--- Exercise brief ---
Look at each line below and count those with the word "StatusCounters"; the answer is that number only.

--- Input data ---

____

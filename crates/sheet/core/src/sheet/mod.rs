//! Persisted character record.
//!
//! A [`CharacterSheet`] is what the caller loads and saves. The engine reads
//! it and never writes to it; every derived number lands on a
//! [`DerivedSheet`](crate::derive::DerivedSheet) instead.

pub mod attributes;
pub mod checks;
pub mod defense;
pub mod encumbrance;
pub mod resources;
pub mod status;

pub use attributes::{AttributeKey, AttributeScore, AttributeTable};
pub use checks::{CheckKey, CheckScore, CheckTable};
pub use defense::{DefenseBlock, DefenseValue};
pub use encumbrance::EncumbranceState;
pub use resources::{EffortPool, ManaAttribute, ManaPool};
pub use status::StatusCounters;

/// Actor document type. Only characters run through the derivation stages.
#[derive(
    Clone,
    Copy,
    Debug,
    Default,
    PartialEq,
    Eq,
    Hash,
    strum::Display,
    strum::EnumString,
    strum::AsRefStr,
)]
#[cfg_attr(feature = "serde", derive(serde::Serialize, serde::Deserialize))]
#[cfg_attr(feature = "serde", serde(rename_all = "snake_case"))]
#[strum(serialize_all = "snake_case", ascii_case_insensitive)]
pub enum ActorKind {
    #[default]
    Character,
    Npc,
}

/// The persisted character record.
#[derive(Clone, Debug, PartialEq, Eq)]
#[cfg_attr(feature = "serde", derive(serde::Serialize, serde::Deserialize))]
#[cfg_attr(feature = "serde", serde(default, rename_all = "camelCase"))]
pub struct CharacterSheet {
    pub kind: ActorKind,
    pub name: String,
    pub attributes: AttributeTable<AttributeScore>,
    pub checks: CheckTable<CheckScore>,
    #[cfg_attr(feature = "serde", serde(rename = "EP"))]
    pub effort: EffortPool,
    pub mana: ManaPool,
    pub defense: DefenseBlock,
    pub encumbrance: EncumbranceState,
    pub status: StatusCounters,
    pub movement_speed: i32,
    pub attack_mod: i32,
    pub spellcasting: bool,
    pub max_mana_attribute: ManaAttribute,
}

impl Default for CharacterSheet {
    fn default() -> Self {
        Self {
            kind: ActorKind::Character,
            name: String::new(),
            attributes: AttributeTable::default(),
            checks: CheckTable::default(),
            effort: EffortPool::default(),
            mana: ManaPool::default(),
            defense: DefenseBlock::default(),
            encumbrance: EncumbranceState::default(),
            status: StatusCounters::default(),
            movement_speed: 0,
            attack_mod: 0,
            spellcasting: false,
            max_mana_attribute: ManaAttribute::default(),
        }
    }
}

impl CharacterSheet {
    /// A named character with the given attribute table and everything else
    /// at its default.
    pub fn new(name: impl Into<String>, attributes: AttributeTable<AttributeScore>) -> Self {
        Self {
            name: name.into(),
            attributes,
            ..Self::default()
        }
    }

    pub fn with_kind(mut self, kind: ActorKind) -> Self {
        self.kind = kind;
        self
    }

    pub fn with_movement_speed(mut self, movement_speed: i32) -> Self {
        self.movement_speed = movement_speed;
        self
    }

    pub fn with_status(mut self, exhaustion: i32, hunger_thirst: i32) -> Self {
        self.status = StatusCounters::new(exhaustion, hunger_thirst);
        self
    }

    pub fn with_spellcasting(mut self, attribute: ManaAttribute) -> Self {
        self.spellcasting = true;
        self.max_mana_attribute = attribute;
        self
    }

    pub fn with_speed_decrease_threshold(mut self, threshold: i32) -> Self {
        self.encumbrance.speed_decrease_threshold = threshold;
        self
    }
}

____

--- Answer to this problem ---
4